Como se já não houvesse muito ainda a ser feito no campo da justiça de transição, o que foi indicado inclusive por duas condenações internacionais na Corte Interamericana de Direitos Humanos, o governo Bolsonaro acumulou para o país ainda mais tarefas, pois produziu novas violações e criou mais deveres para o Estado no campo da verdade, da memória, da reparação e da responsabilização. É preciso reconstruir a Comissão de Mortos e Desaparecidos Políticos, é preciso reerguer a Comissão de Anistia e seus projetos de reparação integral, é preciso dar seguimento às recomendações da Comissão Nacional da Verdade. É preciso ainda construir outras Comissões para confrontar as mortes criminosas produzidas pelo governo Bolsonaro: a pandemia, a devastação ambiental, a dizimação indígena, o assassinato da juventude negra e periférica.
Após quatro anos de um governo miliciano e defensor da ditadura, é preciso fortalecer a justiça de transição no Brasil. Após a histórica vitória de Lula nas eleições de 2022, deu-se início a um magnífico Relatório de Transição, escrito a muitas mãos e por meio de diferentes GT’s temáticos. No GT de Direitos Humanos, ali estavam pessoas notórias pela luta em prol da justiça de transição no Brasil, propostas e diagnósticos do desmonte operado nesta pauta foram encaminhados e apresentados. No entanto, o tema não surgiu no Relatório de Transição que veio a público. Um relatório de transição que não tratou da justiça de transição.

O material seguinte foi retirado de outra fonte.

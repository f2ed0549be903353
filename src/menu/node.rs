//! A single menu: titled, ordered entries plus the selection cursor.
//!
//! The cursor indexes the *selectable* subsequence of the entries, never the
//! raw list. It is clamped at both ends and is `None` exactly when no entry
//! is selectable.

use std::collections::HashSet;

use crate::error::{MenuError, MenuResult};

use super::entry::{Action, Entry, EntryId, EntryKind};
use super::tree::MenuId;

/// Indent used when a menu does not set its own
pub const DEFAULT_MARGIN: u16 = 2;

/// Result of activating the selected entry
#[derive(Debug, Clone, Copy, PartialEq, Eq)]
pub enum Activation {
    /// Nothing beyond local state changed
    Stay,
    /// Enter the given menu
    Descend(MenuId),
    /// Return to the parent menu
    Ascend,
    /// Stop navigation with an exit code
    Exit(u8),
    /// Start editing the value of an input entry
    Edit(EntryId),
    /// A callback must be run with tree access; resolved by `MenuTree::activate`
    Invoke(EntryId),
}

#[derive(Debug)]
pub struct Menu {
    pub title: String,
    pub margin: u16,
    entries: Vec<Entry>,
    parent: Option<MenuId>,
    selected: Option<usize>,
}

impl Menu {
    /// Create an empty menu
    pub fn new(title: impl Into<String>) -> Self {
        Self {
            title: title.into(),
            margin: DEFAULT_MARGIN,
            entries: Vec::new(),
            parent: None,
            selected: None,
        }
    }

    /// Create a menu from `entries`, rejecting duplicate identities
    pub fn try_from_entries(
        title: impl Into<String>,
        entries: impl IntoIterator<Item = Entry>,
    ) -> MenuResult<Self> {
        let entries: Vec<Entry> = entries.into_iter().collect();
        let mut seen = HashSet::with_capacity(entries.len());
        for entry in &entries {
            if !seen.insert(entry.id) {
                return Err(MenuError::DuplicateIdentity { id: entry.id });
            }
        }

        let mut menu = Self::new(title);
        menu.entries = entries;
        menu.reset_selection();
        Ok(menu)
    }

    /// Create a menu from `entries`, falling back to an empty menu when two
    /// entries share an identity
    pub fn from_entries(title: impl Into<String>, entries: impl IntoIterator<Item = Entry>) -> Self {
        let title = title.into();
        match Self::try_from_entries(title.clone(), entries) {
            Ok(menu) => menu,
            Err(err) => {
                tracing::warn!(menu = %title, "{err}; menu left empty");
                Self::new(title)
            }
        }
    }

    pub fn with_margin(mut self, margin: u16) -> Self {
        self.margin = margin;
        self
    }

    pub fn entries(&self) -> &[Entry] {
        &self.entries
    }

    pub fn len(&self) -> usize {
        self.entries.len()
    }

    pub fn is_empty(&self) -> bool {
        self.entries.is_empty()
    }

    pub fn entry(&self, id: EntryId) -> Option<&Entry> {
        self.entries.iter().find(|e| e.id == id)
    }

    pub fn entry_mut(&mut self, id: EntryId) -> Option<&mut Entry> {
        self.entries.iter_mut().find(|e| e.id == id)
    }

    /// Parent menu, if this menu has been entered from another one
    pub fn parent(&self) -> Option<MenuId> {
        self.parent
    }

    pub(crate) fn set_parent(&mut self, parent: Option<MenuId>) {
        self.parent = parent;
    }

    /// Append an entry. Fails without touching the menu if the id is taken.
    pub fn add_entry(&mut self, entry: Entry) -> MenuResult<()> {
        if self.entry(entry.id).is_some() {
            tracing::debug!(menu = %self.title, id = %entry.id, "rejected duplicate entry");
            return Err(MenuError::DuplicateIdentity { id: entry.id });
        }

        let selectable = entry.is_selectable();
        self.entries.push(entry);
        if selectable && self.selected.is_none() {
            self.selected = Some(0);
        }
        Ok(())
    }

    /// Remove and return the entry with `id`.
    ///
    /// If it was selected, selection moves to the first remaining selectable
    /// entry; otherwise the same entry stays selected.
    pub fn remove_entry(&mut self, id: EntryId) -> MenuResult<Entry> {
        let pos = self
            .entries
            .iter()
            .position(|e| e.id == id)
            .ok_or(MenuError::UnknownEntry { id })?;

        let selected_id = self.selected_entry().map(|e| e.id);
        let removed = self.entries.remove(pos);

        match selected_id {
            Some(sel) if sel != id => self.select_id(sel),
            _ => self.reset_selection(),
        }
        Ok(removed)
    }

    /// Swap in `entry` for the entry with the same id, keeping its position.
    ///
    /// The selection follows the previously selected entry while it is still
    /// selectable and is clamped otherwise.
    pub fn replace_entry(&mut self, entry: Entry) -> MenuResult<Entry> {
        let id = entry.id;
        let pos = self
            .entries
            .iter()
            .position(|e| e.id == id)
            .ok_or(MenuError::UnknownEntry { id })?;

        let selected_id = self.selected_entry().map(|e| e.id);
        let old = std::mem::replace(&mut self.entries[pos], entry);

        match selected_id {
            Some(sel) if self.entry(sel).is_some_and(Entry::is_selectable) => self.select_id(sel),
            _ => self.clamp_selection(),
        }
        Ok(old)
    }

    /// Entries that navigation can land on, in display order
    pub fn selectable_entries(&self) -> Vec<&Entry> {
        self.entries.iter().filter(|e| e.is_selectable()).collect()
    }

    fn selectable_count(&self) -> usize {
        self.entries.iter().filter(|e| e.is_selectable()).count()
    }

    /// Index of the selection within `selectable_entries()`
    pub fn selected_index(&self) -> Option<usize> {
        self.selected
    }

    /// Position of the selected entry in the raw entry list
    pub fn selected_position(&self) -> Option<usize> {
        let index = self.selected?;
        self.entries
            .iter()
            .enumerate()
            .filter(|(_, e)| e.is_selectable())
            .nth(index)
            .map(|(pos, _)| pos)
    }

    pub fn selected_entry(&self) -> Option<&Entry> {
        self.selected_position().map(|pos| &self.entries[pos])
    }

    pub fn selected_entry_mut(&mut self) -> Option<&mut Entry> {
        let pos = self.selected_position()?;
        self.entries.get_mut(pos)
    }

    pub fn is_selected(&self, id: EntryId) -> bool {
        self.selected_entry().is_some_and(|e| e.id == id)
    }

    /// Move the selection one selectable entry up. Returns whether it moved.
    pub fn move_selection_up(&mut self) -> bool {
        match self.selected {
            Some(index) if index > 0 => {
                self.selected = Some(index - 1);
                true
            }
            _ => false,
        }
    }

    /// Move the selection one selectable entry down. Returns whether it moved.
    pub fn move_selection_down(&mut self) -> bool {
        match self.selected {
            Some(index) if index + 1 < self.selectable_count() => {
                self.selected = Some(index + 1);
                true
            }
            _ => false,
        }
    }

    /// Select the first selectable entry, or nothing
    pub fn reset_selection(&mut self) {
        self.selected = if self.selectable_count() > 0 {
            Some(0)
        } else {
            None
        };
    }

    /// Re-establish the selection invariant after entries were edited in place
    pub fn clamp_selection(&mut self) {
        let count = self.selectable_count();
        self.selected = match (self.selected, count) {
            (_, 0) => None,
            (None, _) => Some(0),
            (Some(index), _) => Some(index.min(count - 1)),
        };
    }

    fn select_id(&mut self, id: EntryId) {
        self.selected = self
            .entries
            .iter()
            .filter(|e| e.is_selectable())
            .position(|e| e.id == id);
        if self.selected.is_none() {
            self.reset_selection();
        }
    }

    /// Activate the selected entry.
    ///
    /// Checkboxes toggle before any bound callback runs. Returns
    /// `Activation::Stay` when nothing is selected.
    pub fn activate_selected(&mut self) -> Activation {
        let Some(entry) = self.selected_entry_mut() else {
            return Activation::Stay;
        };

        if let EntryKind::Checkbox { checked, .. } = &mut entry.kind {
            *checked = !*checked;
        }
        if let EntryKind::Input { .. } = entry.kind {
            return Activation::Edit(entry.id);
        }

        match &entry.action {
            None => Activation::Stay,
            Some(Action::Submenu(target)) => Activation::Descend(*target),
            Some(Action::Exit(code)) => Activation::Exit(*code),
            Some(Action::Callback(_)) => Activation::Invoke(entry.id),
        }
    }

    /// Re-order entries by identity, keeping the same entry selected
    pub fn sort_by_id(&mut self, descending: bool) {
        let selected_id = self.selected_entry().map(|e| e.id);
        if descending {
            self.entries.sort_by(|a, b| b.id.cmp(&a.id));
        } else {
            self.entries.sort_by_key(|e| e.id);
        }
        if let Some(id) = selected_id {
            self.select_id(id);
        }
    }
}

Não vou aqui entrar em especulações sobre os motivos. Vou apenas lembrar das palavras certeiras do Presidente Lula no dia 22 de dezembro de 2022 quando anunciou parte da sua equipe ministerial:
“Não deixem de cobrar do nosso governo. Um governo não precisa de tapinha nas costas. Precisa ser cobrado todos os dias, para aprimorarmos nossa capacidade de trabalho. Cobrem, para que a gente faça. Boa noite e até amanhã”.
Entendo que cabe à sociedade civil deste país, envolvida no mais profundo espírito democrático e republicano, fazer essa “cobrança”, lembrando da importância e centralidade da justiça de transição para o Brasil. Uma sociedade que precisa estar comprometida com a memória das suas lutas e ciente de que um país só vai mesmo para a frente quando consegue acertar as contas com o seu passado, reconhecendo e reparando os que lutaram, caídos ou sobrevividos, responsabilizando os perpetradores e reformando as estruturas que se prestaram ao arbítrio, para que nunca mais aconteça.
Aqui modestamente fica a minha singela “cobrança”, para que as forças da reconstrução democrática, lideradas pelo Presidente Lula, não se esqueçam daqueles e daquelas que permitiram a volta da democracia no Brasil, nem daqueles que a sequestraram e a destroçaram por mais de duas décadas, o que até hoje produz efeitos sentidos e sofridos por toda a população brasileira. Não deixemos de cumprir o nosso dever de memória, que é também um dever internacional de cumprir os compromissos assumidos.
A extrema direita faz a sua chamada “guerra cultural” conduzida pela apologia à ditadura e pela tentativa de reescrever a sua história, negando as suas atrocidades e culpando as suas próprias vítimas. Se nos negarmos a enfrentar essa batalha, seja lá por qual motivo, o fascismo poderá mais uma vez estar à nossa espreita em um futuro não muito distante. Não deixemos.
*Professor de Direito / Membro do Conselho Diretor da Coalizão Brasil por Memória, Verdade, Justiça, Reparação e Democracia / Sócio-Fundador da Associação Brasileira de Juristas pela Democracia – ABJD.